I think the UI's for both os's are more then functional enough. 

Windows has atleast tried to be a little more like Mac in some aspects (user simplicity) with w7. So i'd give them some pts. for that...


----------



## Ethan Rosen (Mar 30, 2010)

iasimp1997 said:


> zevipa said:
> 
> 
> > macs are for people that are too stupid to use a normal computer. the end
> ...



I'm against simplicity at the loss of functionality

Edit: I switched over to ubuntu a few months ago from Vista for various reasons, such as the fact that vista should not exist, and while there are minor things, I have yet to notice anything that would warrant an investment in Windows 7. The only thing would be the ability to play Napoleon Total War, that game looks amazing.


----------



## kunz (Mar 30, 2010)

why is it that when ever someone does a thread like this they don't just make it a poll?

but on topic neither Linux has my vote


----------



## deco122392 (Mar 30, 2010)

kunz said:


> why is it that when ever someone does a thread like this they don't just make it a poll?
> 
> but on topic neither Linux has my vote



Not to take over this thread, but do you have a distro in mind?


----------



## kunz (Mar 30, 2010)

deco122392 said:


> kunz said:
> 
> 
> > why is it that when ever someone does a thread like this they don't just make it a poll?
> ...



distro? and i noticed but i just didn't want to revive an old thread that's not helping anyone


----------



## Deleted member 2864 (Mar 30, 2010)

This is my computer. It beats all of yours

Jealous? 

/topic


----------



## deco122392 (Mar 30, 2010)

aznmortalx said:


> This is my computer. It beats all of yours
> 
> Jealous?
> 
> /topic


very (= 



kunz said:


> deco122392 said:
> 
> 
> > kunz said:
> ...



Linux (Distro)bution... It's not hurting anyone, and it's giving me something in which I feel comfortable to discuss?


----------



## iasimp1997 (Mar 30, 2010)

Ethan Rosen said:


> iasimp1997 said:
> 
> 
> > zevipa said:
> ...



I have to admit, Windows does have some more functionality.
I like Macs more because of speed, smooth interface, and ccTimer ACTUALLY RUNS ON IT!


----------



## Sir E Brum (Mar 30, 2010)

4Chan said:


> For an OS, I prefer Ubuntu.
> 
> But I like the way Mac computers are visually.
> I hear that getting hardware repaired isn't too fun though.



I run Ubuntu. It's fun.


----------



## 4Chan (Mar 30, 2010)




----------



## Sir E Brum (Mar 30, 2010)

4Chan said:


>



LOL I am saving that.


----------



## deco122392 (Mar 30, 2010)

@4Chan:
That Picture is my favorite of the day (= 
+10pts


----------



## megaminxwin (Mar 30, 2010)

Mac. No further questions needed.


----------



## deco122392 (Mar 30, 2010)

megaminxwin said:


> Mac. No further questions needed.



Just one. Why?


----------



## ErikJ (Mar 30, 2010)

I do a little bit of PC gaming so I use windows. also it works nicely with transferring media with my xbox.


----------



## blade740 (Mar 30, 2010)

You know what trend drives me crazy? When people say "PC" to differentiate windows personal computers from macs. I have 3 PCs and none of them run windows. Linux all the way.

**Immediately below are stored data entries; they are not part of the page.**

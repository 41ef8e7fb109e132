//! Sanitizer: rewrite forbidden patterns into escaped or mangled forms.
//!
//! Both modes keep the document valid HTML/CSS/JS and leave nothing the
//! verifier would match. Applying either mode to the output of either mode
//! is a no-op.

mod rules;


pub use rules::{sanitize_rules, SanitizeRule};

use bundleguard_common::{PipelineError, SanitizeMode};
use std::path::Path;
use tracing::{debug, info};

use crate::fsio;

/// Replacement counts from one sanitize pass, per rule, in rule order.
#[derive(Debug, Clone, Default, PartialEq, Eq)]
pub struct SanitizeOutcome {
    pub replacements: Vec<(&'static str, usize)>,
}

impl SanitizeOutcome {
    pub fn total(&self) -> usize {
        self.replacements.iter().map(|(_, n)| n).sum()
    }

    pub fn is_unchanged(&self) -> bool {
        self.total() == 0
    }

    /// `name=count` pairs for the rules that fired.
    pub fn summary(&self) -> String {
        self.replacements
            .iter()
            .filter(|(_, n)| *n > 0)
            .map(|(name, n)| format!("{name}={n}"))
            .collect::<Vec<_>>()
            .join(", ")
    }
}

/// Sanitize `text`, returning the rewritten document and what changed.
pub fn sanitize_with_outcome(text: &str, mode: SanitizeMode) -> (String, SanitizeOutcome) {
    let mut current = text.to_string();
    let mut outcome = SanitizeOutcome::default();

    for rule in sanitize_rules() {
        let (next, count) = rule.apply(&current, mode);
        if count > 0 {
            debug!(rule = rule.name, count, "rewrote matches");
            current = next;
        }
        outcome.replacements.push((rule.name, count));
    }

    (current, outcome)
}

/// Sanitize `text` with the given replacement table.
pub fn sanitize(text: &str, mode: SanitizeMode) -> String {
    sanitize_with_outcome(text, mode).0
}

/// Sanitize a file in place. The file is only rewritten if its content changed.
pub fn sanitize_file(path: &Path, mode: SanitizeMode) -> Result<SanitizeOutcome, PipelineError> {
    let original = fsio::read_document(path)?;
    let (updated, outcome) = sanitize_with_outcome(&original, mode);

    if fsio::write_if_changed(path, &original, &updated)? {
        info!(
            "sanitized {} ({mode}): {}",
            path.display(),
            outcome.summary()
        );
    } else {
        info!("{} already clean", path.display());
    }
    Ok(outcome)
}
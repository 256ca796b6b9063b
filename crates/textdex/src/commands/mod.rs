pub mod lookup;
pub mod report;

use crate::cli::Cli;
use anyhow::Context;
use textdex_corpus::TextCorpus;
use textdex_index::{IndexBuilder, IndexConfig, QueryEngine, WordIndex};

/// Width of the dashed line printed after every output block
pub const SEPARATOR_WIDTH: usize = 80;

/// A loaded corpus and the index built from it
pub struct Session {
    corpus: TextCorpus,
    index: WordIndex,
    config: IndexConfig,
}

impl Session {
    pub fn open(cli: &Cli) -> anyhow::Result<Self> {
        let corpus = TextCorpus::open(&cli.dir, &cli.corpus_config())
            .with_context(|| format!("cannot load documents from {}", cli.dir.display()))?;

        let config = cli.index_config();
        let index = IndexBuilder::new(config.clone())
            .build(&corpus)
            .context("failed to build index")?;

        Ok(Self {
            corpus,
            index,
            config,
        })
    }

    pub fn engine(&self) -> QueryEngine<'_, TextCorpus> {
        QueryEngine::with_config(&self.index, &self.corpus, &self.config)
    }
}

pub fn separator() -> String {
    "-".repeat(SEPARATOR_WIDTH)
}
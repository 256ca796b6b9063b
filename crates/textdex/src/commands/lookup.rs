use super::{separator, Session};
use crate::cli::Cli;
use serde::Serialize;
use std::fmt::Write;
use textdex_index::Occurrences;

#[derive(Debug, Serialize)]
struct Lookup<'a> {
    word: &'a str,
    frequency: usize,
    #[serde(flatten)]
    occurrences: Occurrences,
}

pub fn run(cli: &Cli) -> anyhow::Result<()> {
    let session = Session::open(cli)?;
    let engine = session.engine();

    let mut lookups = Vec::with_capacity(cli.words.len());
    for word in &cli.words {
        lookups.push(Lookup {
            word,
            frequency: engine.index().frequency(word),
            occurrences: engine.fetch_occurrences(word)?,
        });
    }

    print!("{}", render(&lookups, cli.json)?);
    Ok(())
}

fn render(lookups: &[Lookup<'_>], json: bool) -> anyhow::Result<String> {
    if json {
        return Ok(serde_json::to_string_pretty(lookups)? + "\n");
    }

    let separator = separator();
    let mut out = String::new();
    for lookup in lookups {
        if lookup.occurrences.is_empty() {
            writeln!(out, "{}: no occurrences", lookup.word)?;
        } else {
            writeln!(
                out,
                "{} ({}) | {} | {}",
                lookup.word,
                lookup.frequency,
                lookup.occurrences.files.join(","),
                lookup.occurrences.sentences.join("\n")
            )?;
        }
        writeln!(out, "{}\n", separator)?;
    }
    Ok(out)
}

#[cfg(test)]
mod tests {
    use super::*;

    #[test]
    fn test_render_found_and_missing() {
        let lookups = vec![
            Lookup {
                word: "cat",
                frequency: 2,
                occurrences: Occurrences {
                    files: vec!["a.txt".to_string()],
                    sentences: vec!["*cat* one".to_string(), "*cat* two".to_string()],
                },
            },
            Lookup {
                word: "dog",
                frequency: 0,
                occurrences: Occurrences::default(),
            },
        ];
        let out = render(&lookups, false).unwrap();
        let dashes = "-".repeat(80);

        assert_eq!(
            out,
            format!("cat (2) | a.txt | *cat* one\n*cat* two\n{dashes}\n\ndog: no occurrences\n{dashes}\n\n")
        );
    }

    #[test]
    fn test_render_json_flattens_occurrences() {
        let lookups = vec![Lookup {
            word: "cat",
            frequency: 1,
            occurrences: Occurrences {
                files: vec!["a.txt".to_string()],
                sentences: vec!["*cat*".to_string()],
            },
        }];
        let out = render(&lookups, true).unwrap();
        let parsed: serde_json::Value = serde_json::from_str(&out).unwrap();
        assert_eq!(parsed[0]["word"], "cat");
        assert_eq!(parsed[0]["files"][0], "a.txt");
        assert_eq!(parsed[0]["sentences"][0], "*cat*");
    }
}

I use linux because I can do whatever I want with it. If there's any part of your computer's functionality you don't like, you can change it. In windows and mac, the main UI is pretty much unchangable, besides small cosmetic changes like wallpapers. In linux, every little piece of the OS is an individually-developed program. And there is an alternative for EVERYTHING. If you don't like the way your computer works, change it. Most programs offer much more open configuration options than their windows/mac alternatives. You can completely edit all of ubuntu's default menus, with a very simple gui editor. You can recreate a UI like Windows', with a single menu, taskbar, dock, and clock on the bottom. You can make one like mac's, with a menu bar across the top of your screen, and programs separated into categories. You can have two taskbars, three, one on top one on the side, a different menu for each of your screens, whatever you can think up. Easily. 

I use a distro called arch which is basically a barebones, simple system with absolutely NOTHING installed by default. I added all the functionality I needed, hand-coded my own statusbar/menu, wrote scripts that start up the proper programs and connect to my wireless connection when I boot up. This is obviously an extreme, and none of these are required to have an awesome computer. But I have a netbook with a small screen, and I need to efficiently use every pixel of it. 
Screenshot


Spoiler










You can see across the top: battery meter, processor load, wifi load, email indicator, volume indicator, currently playing MP3, date/time. Clicking on any part will bring up a relevant menu: battery brings up system options like logout and shutdown, the mail indicator opens up my inbox in chrome, mouse scrolling over the volume wheel changes the volume, clicking the mp3 player changes the song (right click goes back and middle click pauses). Everything works just as it should, and there's nothing there I don't use all the time.

Try doing that on OSX or windows.
</hijack>


----------



## Thomas09 (Mar 30, 2010)

Somehow I think I should put this here.




.
I'm going to say Mac. I just find that over time I have accustomed to them.


----------



## richardzhang (Mar 30, 2010)

PC for sure.


----------



## Zarxrax (Mar 30, 2010)

blade740 said:


> In windows and mac, the main UI is pretty much unchangable</hijack>


Wrong, you've pretty much always been able to change the windows shell to something different.


----------



## hyunchoi98 (Mar 30, 2010)

MAC FTW
macs (in my opinion) is less laggy and is MUCH faster.
but many of the programs for it is much more expensive than the windows ones. So you have to *cough*illegally*cough* download it.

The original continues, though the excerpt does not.